INSTRUCTIONS FOR THE TASK.
I need the lines below from the one with "let cross = v1.cross(&v2);" down to the one with "let q = Transform::IDENTITY.quaternion();" reproduced exactly, both ends included, and nothing else.

Collected data:
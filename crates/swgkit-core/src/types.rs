//! Common types used across swgkit
//!
//! This module provides shared value types used by multiple codecs.

use serde::{Deserialize, Serialize};

/// 3D vector (position, normal, offset)
#[derive(Debug, Clone, Copy, PartialEq, Serialize, Deserialize)]
pub struct Vec3 {
    pub x: f32,
    pub y: f32,
    pub z: f32,
}

impl Vec3 {
    pub const ZERO: Self = Self { x: 0.0, y: 0.0, z: 0.0 };
    pub const ONE: Self = Self { x: 1.0, y: 1.0, z: 1.0 };
    pub const UP: Self = Self { x: 0.0, y: 1.0, z: 0.0 };

    pub const fn new(x: f32, y: f32, z: f32) -> Self {
        Self { x, y, z }
    }

    pub fn from_array(v: [f32; 3]) -> Self {
        Self::new(v[0], v[1], v[2])
    }

    pub fn to_array(self) -> [f32; 3] {
        [self.x, self.y, self.z]
    }

    pub fn length(&self) -> f32 {
        self.dot(self).sqrt()
    }

    pub fn dot(&self, other: &Self) -> f32 {
        self.x * other.x + self.y * other.y + self.z * other.z
    }

    pub fn cross(&self, other: &Self) -> Self {
        Self {
            x: self.y * other.z - self.z * other.y,
            y: self.z * other.x - self.x * other.z,
            z: self.x * other.y - self.y * other.x,
        }
    }
}

impl std::ops::Add for Vec3 {
    type Output = Vec3;

    fn add(self, rhs: Vec3) -> Vec3 {
        Vec3::new(self.x + rhs.x, self.y + rhs.y, self.z + rhs.z)
    }
}

impl std::ops::Sub for Vec3 {
    type Output = Vec3;

    fn sub(self, rhs: Vec3) -> Vec3 {
        Vec3::new(self.x - rhs.x, self.y - rhs.y, self.z - rhs.z)
    }
}

impl Default for Vec3 {
    fn default() -> Self {
        Self::ZERO
    }
}

/// Rotation quaternion, stored scalar-first as on disk
#[derive(Debug, Clone, Copy, PartialEq, Serialize, Deserialize)]
pub struct Quat {
    pub w: f32,
    pub x: f32,
    pub y: f32,
    pub z: f32,
}

impl Quat {
    pub const IDENTITY: Self = Self { w: 1.0, x: 0.0, y: 0.0, z: 0.0 };

    pub const fn new(w: f32, x: f32, y: f32, z: f32) -> Self {
        Self { w, x, y, z }
    }

    /// Derive a quaternion from a row-major 3x3 rotation matrix.
    ///
    /// Trace-based: when the trace is positive the scalar term is recovered
    /// first, otherwise the largest diagonal element picks the branch so the
    /// square root argument stays well away from zero.
    pub fn from_rotation_rows(m: &[[f32; 3]; 3]) -> Self {
        const EPSILON: f32 = 1.0e-6;

        let trace = m[0][0] + m[1][1] + m[2][2];

        let q = if trace > EPSILON {
            let s = (trace + 1.0).sqrt() * 2.0;
            Quat::new(
                0.25 * s,
                (m[2][1] - m[1][2]) / s,
                (m[0][2] - m[2][0]) / s,
                (m[1][0] - m[0][1]) / s,
            )
        } else if m[0][0] > m[1][1] && m[0][0] > m[2][2] {
            let s = (1.0 + m[0][0] - m[1][1] - m[2][2]).max(EPSILON).sqrt() * 2.0;
            Quat::new(
                (m[2][1] - m[1][2]) / s,
                0.25 * s,
                (m[0][1] + m[1][0]) / s,
                (m[0][2] + m[2][0]) / s,
            )
        } else if m[1][1] > m[2][2] {
            let s = (1.0 + m[1][1] - m[0][0] - m[2][2]).max(EPSILON).sqrt() * 2.0;
            Quat::new(
                (m[0][2] - m[2][0]) / s,
                (m[0][1] + m[1][0]) / s,
                0.25 * s,
                (m[1][2] + m[2][1]) / s,
            )
        } else {
            let s = (1.0 + m[2][2] - m[0][0] - m[1][1]).max(EPSILON).sqrt() * 2.0;
            Quat::new(
                (m[1][0] - m[0][1]) / s,
                (m[0][2] + m[2][0]) / s,
                (m[1][2] + m[2][1]) / s,
                0.25 * s,
            )
        };

        q.normalized()
    }

    pub fn length(&self) -> f32 {
        (self.w * self.w + self.x * self.x + self.y * self.y + self.z * self.z).sqrt()
    }

    pub fn normalized(&self) -> Self {
        let len = self.length();
        if len > 0.0 {
            Quat::new(self.w / len, self.x / len, self.y / len, self.z / len)
        } else {
            Quat::IDENTITY
        }
    }
}

impl Default for Quat {
    fn default() -> Self {
        Self::IDENTITY
    }
}

/// Rigid transform as stored in asset files: a row-major 3x3 rotation
/// followed by a translation, twelve floats in total.
#[derive(Debug, Clone, Copy, PartialEq, Serialize, Deserialize)]
pub struct Transform {
    pub rotation: [[f32; 3]; 3],
    pub translation: Vec3,
}

impl Transform {
    pub const IDENTITY: Self = Self {
        rotation: [[1.0, 0.0, 0.0], [0.0, 1.0, 0.0], [0.0, 0.0, 1.0]],
        translation: Vec3::ZERO,
    };

    /// Build from the on-disk float order
    pub fn from_floats(f: &[f32; 12]) -> Self {
        Self {
            rotation: [[f[0], f[1], f[2]], [f[3], f[4], f[5]], [f[6], f[7], f[8]]],
            translation: Vec3::new(f[9], f[10], f[11]),
        }
    }

    /// Flatten back into the on-disk float order
    pub fn to_floats(&self) -> [f32; 12] {
        let r = &self.rotation;
        [
            r[0][0], r[0][1], r[0][2],
            r[1][0], r[1][1], r[1][2],
            r[2][0], r[2][1], r[2][2],
            self.translation.x, self.translation.y, self.translation.z,
        ]
    }

    pub fn quaternion(&self) -> Quat {
        Quat::from_rotation_rows(&self.rotation)
    }
}

impl Default for Transform {
    fn default() -> Self {
        Self::IDENTITY
    }
}

/// 8-bit RGB color
#[derive(Debug, Clone, Copy, PartialEq, Eq, Hash, Default, Serialize, Deserialize)]
pub struct Rgb {
    pub r: u8,
    pub g: u8,
    pub b: u8,
}

impl Rgb {
    pub const fn new(r: u8, g: u8, b: u8) -> Self {
        Self { r, g, b }
    }
}

/// Floating point color with alpha, stored alpha-first on disk
#[derive(Debug, Clone, Copy, PartialEq, Default, Serialize, Deserialize)]
pub struct ColorArgb {
    pub a: f32,
    pub r: f32,
    pub g: f32,
    pub b: f32,
}

impl ColorArgb {
    pub const fn new(a: f32, r: f32, g: f32, b: f32) -> Self {
        Self { a, r, g, b }
    }
}

#[cfg(test)]
mod tests {
    use super::*;

    fn approx(a: f32, b: f32) -> bool {
        (a - b).abs() < 1.0e-4
    }

    #[test]
    fn test_vec3_operations() {
        let v1 = Vec3::new(1.0, 2.0, 3.0);
        let v2 = Vec3::new(4.0, 5.0, 6.0);

        assert!(approx(v1.dot(&v2), 32.0));
        assert_eq!(v1 + v2, Vec3::new(5.0, 7.0, 9.0));

        let cross = v1.cross(&v2);
        assert!(approx(cross.x, -3.0));
        assert!(approx(cross.y, 6.0));
        assert!(approx(cross.z, -3.0));
    }

    #[test]
    fn test_identity_quaternion() {
        let q = Transform::IDENTITY.quaternion();
        assert!(approx(q.w, 1.0));
        assert!(approx(q.x, 0.0) && approx(q.y, 0.0) && approx(q.z, 0.0));
    }

    #[test]
    fn test_half_turn_uses_diagonal_branch() {
        // 180 degrees about Y: trace is -1 so the y branch must be taken
        let m = [[-1.0, 0.0, 0.0], [0.0, 1.0, 0.0], [0.0, 0.0, -1.0]];
        let q = Quat::from_rotation_rows(&m);
        assert!(approx(q.w.abs(), 0.0));
        assert!(approx(q.y.abs(), 1.0));
    }

    #[test]
    fn test_quarter_turn_about_z() {
        let (s, c) = std::f32::consts::FRAC_PI_2.sin_cos();
        let m = [[c, -s, 0.0], [s, c, 0.0], [0.0, 0.0, 1.0]];
        let q = Quat::from_rotation_rows(&m);
        let half = std::f32::consts::FRAC_1_SQRT_2;
        assert!(approx(q.w, half));
        assert!(approx(q.z, half));
    }

    #[test]
    fn test_transform_float_order() {
        let floats = [1.0, 0.0, 0.0, 0.0, 1.0, 0.0, 0.0, 0.0, 1.0, 5.0, 6.0, 7.0];
        let t = Transform::from_floats(&floats);
        assert_eq!(t.translation, Vec3::new(5.0, 6.0, 7.0));
        assert_eq!(t.to_floats(), floats);
    }
}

RESPONSE AREA.
        let cross = v1.cross(&v2);
        assert!(approx(cross.x, -3.0));
        assert!(approx(cross.y, 6.0));
        assert!(approx(cross.z, -3.0));
    }

    #[test]
    fn test_identity_quaternion() {
        let q = Transform::IDENTITY.quaternion();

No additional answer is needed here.